Friday, April 29, 2011

Suicide Awareness.

I have never been very good at faking anything.  I've never faked an orgasm and I have never faked a liking for someone I couldn't stand.
And this hasn't served me well in life.
There were times when I would be at work (where ever I was working at the time) and I would have to dash off somewhere secluded and cry because some stranger was rude to me, or because I was panicking inside for no reason.  It's always been a little bit difficult pretending to be happy and well-adjusted when I was always wondering what was so different about me from everyone else: all the people who could go to work all day long and smile and be happy when they had no reason to be whatsoever.
With me, it's almost as if I've always needed a reason to be happy.  I would wake up and think about my new lipstick, and think to myself there's a reason to get up and shine today!  Or I would have to go to a mall or a bookstore, see a product on a shelf and think this will make me happy for a couple of days, let's buy it!  But it was always  superficial crap that I didn't need.  And none of it ever made me happy.  And so I would always keep asking myself what real happiness was, and why it was so hard for me to keep a hold of it.  I would taste happiness one day, and the next day I would think what the fuck is so great about this and that when in the end we are just mechanisms waiting to shut down forever?  I couldn't keep happiness in my heart and I got exhausted trying.  I'd go to bed and have a hard time falling asleep. I would feel my heart beating, pay attention to my breaths, and just imagine myself dead.  All of the machinery stopping.  No more body.  No more brain.  No more thoughts.  And that would calm me down.  Playing dead.  I would grasp onto happiness and joy once more.  I would be full of energy and full of love and creativity would be surging through me and I felt like myself.  And I would later crash again and wonder why I couldn't just switch off and be put away in a storage unit for a while, until they figured out what was wrong with me that wasn't wrong with anyone else.  I always felt so alone in my despair and talking about it was like talking about architecture.  What do you say?
Faking it can be so exhausting.  My friend Tara and I were discussing this last night over coffee.  I think she fakes it til she makes it.  She's a very positive and grateful girl and being around her rubs off on you. And I wish I were more like that.  But I spent so many years of my life faking something that wasn't there, and now I don't fake it anymore.
Now I'm completely honest about who I am.  I don't tell lies about myself anymore, and I think that gives me strength.  I have found that people are a lot more understanding and supportive than I used to give them credit for.  Even the happiest people can understand that the world can be a tiresome place to be, and the pursuit of happiness is never ending.  And when you're so exhausted from just making it through day to day, a never ending pursuit of happiness just sounds like the most daunting and painful thing imaginable.  So people kill themselves.
People kill themselves and instead of trying to wrap our heads around the incredible anguish they must have felt, we call them selfish and we condemn them for leaving the world of the living behind when so many people loved them.  How could they do this to their parents?  Their children?  How can anyone be so selfish?
Maybe it is selfish.  I know I could never take my own life.  But I have never been desperate enough to (thank God).  History has shown us time and again that anyone can do anything if they are pushed far enough beyond the brink of their own humanity.  And that's what happens with suicide.  You can't fake it anymore.  You can't continue on because you feel like you came off the assembly line in pieces and you just can't put yourself together properly.  You shave a bit off of this piece, make it fit here, but in the end you are not whole, and you feel like you will never be happy, and you are just too tired to keep trying.

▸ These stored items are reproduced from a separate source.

use std::sync::Arc;

use crossterm::event::{Event, KeyModifiers, MouseButton, MouseEvent, MouseEventKind};
use pretty_assertions::assert_eq;
use ratatui::layout::Rect;
use term_desk::apps::{FlowClipApp, HostedApp, MessagesApp, OnTextApp};
use term_desk::desktop::Desktop;
use term_desk::guestbook::{InlineSpawner, MemoryCommentsApi};
use term_desk::launcher::{AppId, Launcher};
use term_desk::window::WindowId;

fn desktop() -> Desktop {
    let api = Arc::new(MemoryCommentsApi::new());
    Desktop::new(Rect::new(0, 0, 100, 30), Launcher::default(), |id| match id {
        WindowId::Messages => {
            Box::new(MessagesApp::new(api.clone(), Arc::new(InlineSpawner))) as Box<dyn HostedApp>
        }
        WindowId::OnText => Box::new(OnTextApp::new()),
        WindowId::FlowClip => Box::new(FlowClipApp::new()),
    })
}

fn mouse(kind: MouseEventKind, column: u16, row: u16) -> Event {
    Event::Mouse(MouseEvent {
        kind,
        column,
        row,
        modifiers: KeyModifiers::NONE,
    })
}

fn drag(desk: &mut Desktop, from: (u16, u16), to: (u16, u16)) {
    desk.handle_event(&mouse(MouseEventKind::Down(MouseButton::Left), from.0, from.1));
    desk.handle_event(&mouse(MouseEventKind::Drag(MouseButton::Left), to.0, to.1));
    desk.handle_event(&mouse(MouseEventKind::Up(MouseButton::Left), to.0, to.1));
}

fn origin(desk: &Desktop, id: WindowId) -> (i32, i32) {
    desk.frame(id).map(|frame| frame.origin()).unwrap()
}

#[test]
fn grab_band_drag_moves_by_pointer_delta() {
    let mut desk = desktop();
    desk.activate_dock(AppId::Messages);
    assert_eq!(origin(&desk, WindowId::Messages), (3, 2));
    drag(&mut desk, (30, 2), (35, 5));
    assert_eq!(origin(&desk, WindowId::Messages), (8, 5));
}

#[test]
fn press_on_close_control_does_not_drag() {
    let mut desk = desktop();
    desk.activate_dock(AppId::Messages);
    // The red light sits one cell inside the frame, on the second band row.
    desk.handle_event(&mouse(MouseEventKind::Down(MouseButton::Left), 5, 3));
    desk.handle_event(&mouse(MouseEventKind::Drag(MouseButton::Left), 20, 9));
    assert_eq!(origin(&desk, WindowId::Messages), (3, 2));
    assert!(!desk.registry().is_open(WindowId::Messages));
}

#[test]
fn press_below_band_of_untitled_window_does_not_drag() {
    let mut desk = desktop();
    desk.activate_dock(AppId::OnText);
    // OnText sits at (8, 3); its band covers rows 3 and 4.
    drag(&mut desk, (40, 6), (50, 12));
    assert_eq!(origin(&desk, WindowId::OnText), (8, 3));
}

#[test]
fn title_bar_drag_is_clamped_to_desktop() {
    let mut desk = desktop();
    desk.activate_dock(AppId::FlowClip);
    // FlowClip's title bar is row 4; the menu bar owns row 0.
    drag(&mut desk, (40, 4), (45, 0));
    assert_eq!(origin(&desk, WindowId::FlowClip), (19, 1));
    drag(&mut desk, (40, 1), (200, 1));
    assert_eq!(origin(&desk, WindowId::FlowClip), (96, 1));
}

#[test]
fn reopening_keeps_dragged_position() {
    let mut desk = desktop();
    desk.activate_dock(AppId::FlowClip);
    drag(&mut desk, (40, 4), (30, 8));
    assert_eq!(origin(&desk, WindowId::FlowClip), (4, 8));
    desk.activate_dock(AppId::FlowClip);
    assert!(!desk.registry().is_open(WindowId::FlowClip));
    desk.activate_dock(AppId::FlowClip);
    assert_eq!(origin(&desk, WindowId::FlowClip), (4, 8));
}

#[test]
fn press_goes_to_the_topmost_window() {
    let mut desk = desktop();
    desk.activate_dock(AppId::FlowClip);
    desk.activate_dock(AppId::Messages);
    // (70, 4) is on FlowClip's title bar but Messages covers it, below its band.
    drag(&mut desk, (70, 4), (71, 4));
    assert_eq!(desk.registry().topmost_open(), Some(WindowId::Messages));
    assert_eq!(origin(&desk, WindowId::FlowClip), (14, 4));
}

I am lucky to have people around me that understand me and support me no matter what kind of crazy comes out of my mouth!  A lot of people don't have that and I think that the very first step in preventing suicide is to start a conversation about it.
If you know someone and you recognize the signs of a deep depression, you have to open up about it.  They may not even know that they are depressed.  They may not know that there are ways to treat all forms of depression and anxiety.  They have options that they may not know they have.  You, as family and as friends, have to reach out to people and say I know it doesn't feel okay now, but I promise, things will get better if you want them to.  And it's true.
When I was finally diagnosed with Bipolar disorder, I went online and found forums and discussion boards, did some research and I felt so much less alone and I felt so much less despair.  The world is a harder place for me to live in than it is for others, but I have love around me and people who support me no matter what.
I'm not crazy.  I have an illness.  And so does anyone else who resorts to suicide.  We have to start the discussions.  We have to bring this issue to the forefront because there are people who need us.  There are people who can't afford psychiatric care and don't know that there are other resources available.

This is an epidemic killing people just like any other treatable disease and we, as a society, have to pay more attention to this issue because it is killing the people we love.